This involved two main pieces of work
- Looking at the GSS website and seeing where the web traffic was coming from and going to, in order to feed into a larger consultation of a website refresh
- Looking at GOV.UK statistics pages to see what kind of statistical content was popular and aiming to find out if people were able to access the content they want.
Having no experience in this field before (bar a 1 hour meeting with external relations at the National Audit Office!) I was thrown in at the deep end on day 1 and spent time getting to grips with Google Analytics.
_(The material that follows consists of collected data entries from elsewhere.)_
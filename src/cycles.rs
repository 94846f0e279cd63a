use std::collections::HashSet;

use petgraph::stable_graph::NodeIndex;
use petgraph::visit::EdgeRef;

use crate::graph::DepGraph;
use crate::graph::edge::EdgeKind;
use crate::graph::node::ModuleId;

/// Find import cycles in the graph. Call edges are excluded from cycle
/// analysis — only the import-only subgraph is traversed.
///
/// Each cycle is an ordered sequence of ModuleIds; the closing edge back to the
/// first element is implicit. The search is a depth-first traversal from every
/// unvisited node over one shared mutable path stack plus an on-path set, so
/// the whole run is O(V+E). When a neighbor already on the current path is
/// reached, the path slice from that neighbor's first occurrence to the
/// current node is recorded and the branch stops — a node can participate in
/// further cycles that this pass does not report.
pub fn detect_cycles(graph: &DepGraph) -> Vec<Vec<ModuleId>> {
    let mut visited: HashSet<NodeIndex> = HashSet::new();
    let mut cycles: Vec<Vec<ModuleId>> = Vec::new();

    for start in graph.graph.node_indices() {
        if visited.contains(&start) {
            continue;
        }
        let mut path: Vec<NodeIndex> = Vec::new();
        let mut on_path: HashSet<NodeIndex> = HashSet::new();
        dfs(graph, start, &mut visited, &mut path, &mut on_path, &mut cycles);
    }

    cycles
}

/// Returns true when a cycle was recorded on this branch, which stops the
/// caller from exploring further siblings.
fn dfs(
    graph: &DepGraph,
    node: NodeIndex,
    visited: &mut HashSet<NodeIndex>,
    path: &mut Vec<NodeIndex>,
    on_path: &mut HashSet<NodeIndex>,
    cycles: &mut Vec<Vec<ModuleId>>,
) -> bool {
    visited.insert(node);
    on_path.insert(node);
    path.push(node);

    for edge in graph.graph.edges(node) {
        if !matches!(edge.weight(), EdgeKind::Import) {
            continue;
        }
        let neighbor = edge.target();

        if !visited.contains(&neighbor) {
            if dfs(graph, neighbor, visited, path, on_path, cycles) {
                return true;
            }
        } else if on_path.contains(&neighbor) {
            let first = path
                .iter()
                .position(|&n| n == neighbor)
                .expect("on-path node must be on the path stack");
            cycles.push(
                path[first..]
                    .iter()
                    .map(|&idx| graph.graph[idx].id.clone())
                    .collect(),
            );
            return true;
        }
    }

    path.pop();
    on_path.remove(&node);
    false
}
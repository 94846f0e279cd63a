pub mod calls;
pub mod exports;
pub mod imports;

use std::cell::RefCell;
use std::path::Path;

use tree_sitter::{Node, Parser, Tree};

use crate::error::AnalyzeError;
use crate::graph::node::{FileNode, ModuleId};
use crate::language::Language;
use crate::resolver::ModuleResolver;

// Thread-local Parser instances, one per rayon worker thread. Each Parser
// is initialised once per thread with its grammar.
thread_local! {
    static PARSER_TS: RefCell<Parser> = RefCell::new({
        let mut p = Parser::new();
        p.set_language(&Language::Ts.grammar()).unwrap();
        p
    });
    static PARSER_TSX: RefCell<Parser> = RefCell::new({
        let mut p = Parser::new();
        p.set_language(&Language::Tsx.grammar()).unwrap();
        p
    });
    static PARSER_JS: RefCell<Parser> = RefCell::new({
        let mut p = Parser::new();
        p.set_language(&Language::Js.grammar()).unwrap();
        p
    });
}

/// Parse source text with the thread-local parser for `language`.
pub fn parse(source: &[u8], language: Language) -> Option<Tree> {
    match language {
        Language::Ts => PARSER_TS.with(|p| p.borrow_mut().parse(source, None)),
        Language::Tsx => PARSER_TSX.with(|p| p.borrow_mut().parse(source, None)),
        Language::Js | Language::Jsx => PARSER_JS.with(|p| p.borrow_mut().parse(source, None)),
    }
}

/// Index one file: parse it, extract raw imports and pass each through the
/// resolver, extract exports and call-site names.
///
/// The grammar is chosen by file extension, falling back to `fallback` (the
/// primary configured language) for unrecognized extensions. Unresolved import
/// specifiers are dropped from the list, not retained as failed placeholders.
///
/// # Errors
/// `ParseFailure` when tree-sitter cannot produce a tree. The caller excludes
/// the file and continues the batch.
pub fn index_file(
    path: &Path,
    source: &[u8],
    fallback: Language,
    resolver: &ModuleResolver,
    base: &Path,
) -> Result<FileNode, AnalyzeError> {
    let language = path
        .extension()
        .and_then(|e| e.to_str())
        .and_then(Language::for_extension)
        .unwrap_or(fallback);

    let tree = parse(source, language).ok_or_else(|| AnalyzeError::ParseFailure {
        path: path.to_path_buf(),
        reason: "tree-sitter returned no tree".to_owned(),
    })?;

    let mut node = FileNode::new(ModuleId::from_path(path, base));

    for specifier in imports::extract_imports(&tree, source) {
        if let Ok(resolved) = resolver.resolve(&specifier, Some(path)) {
            node.imports.push(ModuleId::from_path(Path::new(&resolved), base));
        }
    }

    node.exports = exports::extract_exports(&tree, source);
    node.calls = calls::extract_calls(&tree, source);

    Ok(node)
}

/// Pre-order traversal of the whole tree. Extraction never exits early;
/// every visitor sees every node.
pub(crate) fn visit<'t>(node: Node<'t>, f: &mut impl FnMut(Node<'t>)) {
    f(node);
    let mut cursor = node.walk();
    for child in node.children(&mut cursor) {
        visit(child, f);
    }
}

pub(crate) fn node_text<'a>(node: Node<'a>, source: &'a [u8]) -> &'a str {
    node.utf8_text(source).unwrap_or("")
}
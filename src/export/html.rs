use crate::graph::DepGraph;

use super::d3;

/// Self-contained interactive page: the d3 payload embedded in a
/// force-layout template loading d3 v7 from the CDN.
pub fn to_html(graph: &DepGraph) -> anyhow::Result<String> {
    let payload = serde_json::to_string_pretty(&d3::build_payload(graph))?;
    Ok(TEMPLATE.replace("__GRAPH_DATA__", &payload))
}

const TEMPLATE: &str = r##"<!DOCTYPE html>
<html>
<head>
  <meta charset="utf-8">
  <title>Dependency Graph Visualization</title>
  <script src="https://d3js.org/d3.v7.min.js"></script>
  <style>
    body { margin: 0; font-family: Arial, sans-serif; }
    #graph { width: 100vw; height: 100vh; }
    .node { cursor: pointer; }
    .link { stroke-opacity: 0.6; }
    .node text { font-size: 10px; }
    .tooltip {
      position: absolute;
      background: white;
      border: 1px solid #ddd;
      border-radius: 4px;
      padding: 10px;
      pointer-events: none;
      font-size: 12px;
    }
  </style>
</head>
<body>
  <div id="graph"></div>
  <script>
    const data = __GRAPH_DATA__;

    const width = window.innerWidth;
    const height = window.innerHeight;

    const tooltip = d3.select("body").append("div")
      .attr("class", "tooltip")
      .style("opacity", 0);

    const simulation = d3.forceSimulation(data.nodes)
      .force("link", d3.forceLink(data.links).id(d => d.id).distance(100))
      .force("charge", d3.forceManyBody().strength(-300))
      .force("center", d3.forceCenter(width / 2, height / 2));

    const svg = d3.select("#graph")
      .append("svg")
      .attr("width", width)
      .attr("height", height);

    svg.call(d3.zoom()
      .extent([[0, 0], [width, height]])
      .scaleExtent([0.1, 8])
      .on("zoom", (event) => {
        container.attr("transform", event.transform);
      }));

    const container = svg.append("g");

    const link = container.append("g")
      .selectAll("line")
      .data(data.links)
      .enter().append("line")
      .attr("stroke", d => d.type === "import" ? "#999" : "#66f")
      .attr("stroke-width", d => d.value)
      .attr("stroke-dasharray", d => d.type === "call" ? "5,5" : "")
      .attr("class", "link");

    const node = container.append("g")
      .selectAll(".node")
      .data(data.nodes)
      .enter().append("g")
      .attr("class", "node")
      .call(d3.drag()
        .on("start", dragstarted)
        .on("drag", dragged)
        .on("end", dragended));

    node.append("circle")
      .attr("r", 8)
      .attr("fill", d => d.group === 1 ? "#f66" : "#6cf");

    node.append("text")
      .attr("dx", 12)
      .attr("dy", ".35em")
      .text(d => d.label);

    node.on("mouseover", function(event, d) {
      tooltip.transition()
        .duration(200)
        .style("opacity", .9);
      tooltip.html(d.id)
        .style("left", (event.pageX + 10) + "px")
        .style("top", (event.pageY - 28) + "px");
    })
    .on("mouseout", function() {
      tooltip.transition()
        .duration(500)
        .style("opacity", 0);
    });

    simulation.on("tick", () => {
      link
        .attr("x1", d => d.source.x)
        .attr("y1", d => d.source.y)
        .attr("x2", d => d.target.x)
        .attr("y2", d => d.target.y);

      node
        .attr("transform", d => `translate(${d.x},${d.y})`);
    });

    function dragstarted(event, d) {
      if (!event.active) simulation.alphaTarget(0.3).restart();
      d.fx = d.x;
      d.fy = d.y;
    }

    function dragged(event, d) {
      d.fx = event.x;
      d.fy = event.y;
    }

    function dragended(event, d) {
      if (!event.active) simulation.alphaTarget(0);
      d.fx = null;
      d.fy = null;
    }
  </script>
</body>
</html>
"##;
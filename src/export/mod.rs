pub mod d3;
pub mod dot;
pub mod html;
pub mod json;

use clap::ValueEnum;
use serde::{Deserialize, Serialize};

use crate::graph::DepGraph;

/// Output format for a serialized graph.
#[derive(Debug, Clone, Copy, PartialEq, Eq, ValueEnum, Serialize, Deserialize, Default)]
#[serde(rename_all = "lowercase")]
pub enum OutputFormat {
    #[default]
    Json,
    D3,
    Dot,
    Html,
}

/// Render the graph in the requested format.
pub fn serialize_graph(graph: &DepGraph, format: OutputFormat) -> anyhow::Result<String> {
    match format {
        OutputFormat::Json => json::to_json(graph),
        OutputFormat::D3 => d3::to_d3(graph),
        OutputFormat::Dot => Ok(dot::to_dot(graph)),
        OutputFormat::Html => html::to_html(graph),
    }
}
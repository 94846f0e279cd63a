use std::fs;
use std::time::Instant;

use rayon::prelude::*;

use crate::config::AnalyzerConfig;
use crate::diagnostics::Diagnostic;
use crate::error::AnalyzeError;
use crate::graph::DepGraph;
use crate::graph::build::build_graph;
use crate::graph::node::ModuleId;
use crate::indexer;
use crate::output::AnalyzeStats;
use crate::resolver::ModuleResolver;
use crate::{cycles, walker};

/// Result of one analysis run: the graph, the circular dependencies found
/// in it, and everything worth telling the user about along the way.
#[derive(Debug)]
pub struct Analysis {
    pub graph: DepGraph,
    pub cycles: Vec<Vec<ModuleId>>,
    pub diagnostics: Vec<Diagnostic>,
    pub stats: AnalyzeStats,
}

/// Run the full pipeline: discover, parse and index in parallel, build the
/// graph, detect cycles.
///
/// Per-file failures (unreadable or unparseable files) become diagnostics and
/// the batch continues without them.
///
/// # Errors
/// `EmptyFileSet` when the pattern matches nothing. The caller reports it and
/// produces no output. An invalid glob pattern is a plain error.
pub fn analyze(config: &AnalyzerConfig) -> anyhow::Result<Analysis> {
    let started = Instant::now();

    let files = walker::discover_files(&config.pattern, &config.languages, &config.exclude)?;
    if files.is_empty() {
        return Err(AnalyzeError::EmptyFileSet {
            pattern: config.pattern.clone(),
        }
        .into());
    }

    let mut diagnostics = Vec::new();
    if config.verbose {
        for file in &files {
            diagnostics.push(Diagnostic::info("discovered").with_file(file.display().to_string()));
        }
    }

    let resolver = ModuleResolver::new(&config.base_path, config.primary_language());
    let fallback = config.primary_language();
    let base = config.base_path.as_path();

    let results: Vec<(Option<_>, Option<Diagnostic>)> = files
        .par_iter()
        .map(|path| {
            let source = match fs::read(path) {
                Ok(bytes) => bytes,
                Err(err) => {
                    let diag = Diagnostic::warning(format!("could not read file: {err}"))
                        .with_file(path.display().to_string());
                    return (None, Some(diag));
                }
            };
            match indexer::index_file(path, &source, fallback, &resolver, base) {
                Ok(node) => (Some(node), None),
                Err(err) => {
                    let diag = Diagnostic::warning(err.to_string())
                        .with_file(path.display().to_string());
                    (None, Some(diag))
                }
            }
        })
        .collect();

    let mut nodes = Vec::with_capacity(results.len());
    for (node, diag) in results {
        if let Some(node) = node {
            nodes.push(node);
        }
        if let Some(diag) = diag {
            diagnostics.push(diag);
        }
    }

    let skipped = files.len() - nodes.len();
    let graph = build_graph(nodes);
    let cycles = cycles::detect_cycles(&graph);

    let mut stats = AnalyzeStats::from_graph(&graph);
    stats.file_count = files.len();
    stats.skipped = skipped;
    stats.elapsed_secs = started.elapsed().as_secs_f64();

    Ok(Analysis {
        graph,
        cycles,
        diagnostics,
        stats,
    })
}
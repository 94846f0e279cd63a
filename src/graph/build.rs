use std::collections::HashMap;

use petgraph::stable_graph::NodeIndex;

use super::DepGraph;
use super::edge::EdgeKind;
use super::node::{ExportKind, FileNode, ModuleId};

/// Assemble the full graph from per-file index results: insert nodes in
/// discovery order, then wire import edges and heuristic call edges.
pub fn build_graph(files: Vec<FileNode>) -> DepGraph {
    let mut graph = DepGraph::new();
    for file in files {
        graph.add_file(file);
    }
    build_import_edges(&mut graph);
    build_call_edges(&mut graph);
    graph
}

/// One `Import` edge per resolved import whose target is itself an indexed
/// file. Imports resolving outside the indexed set produce no edge, so the graph
/// never holds a dangling endpoint. The drop is silent.
pub fn build_import_edges(graph: &mut DepGraph) {
    // Collect first — adding edges while iterating node weights would hold two
    // borrows of the graph.
    let mut pending: Vec<(NodeIndex, NodeIndex)> = Vec::new();
    for idx in graph.graph.node_indices() {
        for target in &graph.graph[idx].imports {
            if let Some(&target_idx) = graph.file_index.get(target) {
                pending.push((idx, target_idx));
            }
        }
    }
    for (source, target) in pending {
        graph.graph.add_edge(source, target, EdgeKind::Import);
    }
}

/// Heuristic call linking: index every exported function-kind name to its
/// exporting file, then connect call sites to exporters by name.
///
/// When two files export the same function name, the later-processed file wins
/// the index slot — an accepted ambiguity of name-only matching, which also
/// yields false positives across unrelated same-named exports and false
/// negatives across aliasing or re-export indirection. Self-references are
/// never emitted.
pub fn build_call_edges(graph: &mut DepGraph) {
    let mut exported_functions: HashMap<String, NodeIndex> = HashMap::new();
    for idx in graph.graph.node_indices() {
        for (name, kind) in &graph.graph[idx].exports {
            if *kind == ExportKind::Function {
                exported_functions.insert(name.clone(), idx);
            }
        }
    }

    let mut pending: Vec<(NodeIndex, NodeIndex, String)> = Vec::new();
    for idx in graph.graph.node_indices() {
        for call in &graph.graph[idx].calls {
            if let Some(&target_idx) = exported_functions.get(call) {
                if target_idx != idx {
                    pending.push((idx, target_idx, call.clone()));
                }
            }
        }
    }
    for (source, target, symbol) in pending {
        graph.graph.add_edge(source, target, EdgeKind::Call { symbol });
    }
}
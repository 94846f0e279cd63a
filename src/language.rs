use serde::{Deserialize, Serialize};

/// A language variant handled by dep-graph.
#[derive(Debug, Clone, Copy, PartialEq, Eq, Hash, Serialize, Deserialize, clap::ValueEnum)]
#[serde(rename_all = "lowercase")]
pub enum Language {
    Ts,
    Tsx,
    Js,
    Jsx,
}

/// Extensions the resolver recognizes, in fallback preference order.
pub const KNOWN_EXTENSIONS: &[&str] = &["ts", "tsx", "js", "jsx", "json"];

impl Language {
    /// The file extension this variant owns.
    pub fn extension(&self) -> &'static str {
        match self {
            Language::Ts => "ts",
            Language::Tsx => "tsx",
            Language::Js => "js",
            Language::Jsx => "jsx",
        }
    }

    /// Map a file extension to its language variant.
    pub fn for_extension(ext: &str) -> Option<Language> {
        match ext {
            "ts" => Some(Language::Ts),
            "tsx" => Some(Language::Tsx),
            "js" => Some(Language::Js),
            "jsx" => Some(Language::Jsx),
            _ => None,
        }
    }

    /// The tree-sitter grammar for this variant. The JavaScript grammar also
    /// covers JSX syntax, so `Js` and `Jsx` share one grammar.
    pub fn grammar(&self) -> tree_sitter::Language {
        match self {
            Language::Ts => tree_sitter_typescript::LANGUAGE_TYPESCRIPT.into(),
            Language::Tsx => tree_sitter_typescript::LANGUAGE_TSX.into(),
            Language::Js | Language::Jsx => tree_sitter_javascript::LANGUAGE.into(),
        }
    }
}

impl std::fmt::Display for Language {
    fn fmt(&self, f: &mut std::fmt::Formatter<'_>) -> std::fmt::Result {
        f.write_str(self.extension())
    }
}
The GSS website turned out to be a good training set, with approximately 100,000 visitors per year – with findings that will hopefully improve the GSS website in its next iteration.
From here, I spent some time working on the bigger set that was GOV.UK – with 80m hits per year.
This set brought up some things to consider:
– looking at ‘statistical’ pages only vs whole of GOV.UK
– the curse of sampling – for larger data sets, when working with aggregate data – this meant for some metrics only 0.5% of the actual data was being included, making the results of limited value
Nonetheless the page views data did show that the main trends from 2015 to 2016 haven’t changed – with the top 4 departmental areas remaining the same – Education, Local Government, Energy and Justice.
Other metrics proved to be tricky – average time per page for example, was expectantly short, as users were only coming in and downloading mostly PDF files..
There’s certainly more work done to be going forward around integrating more Official Statistics and possibly looking at more metrics, as well as understanding the sampling better and how it affects the results.
Overall, the secondment has definitely increased my commercial awareness and made me aware of just how important website design is.In two weeks I only just scratched the surface. Out in the real world companies can have teams of people pouring over these statistics everyday, creating user stories (of how they expect people to flow through the website) and setting up A|B tests.
I’m hoping that some of the knowledge I learnt can now be brought back to the NAO and may even feed into a wider discussion around a website refresh here!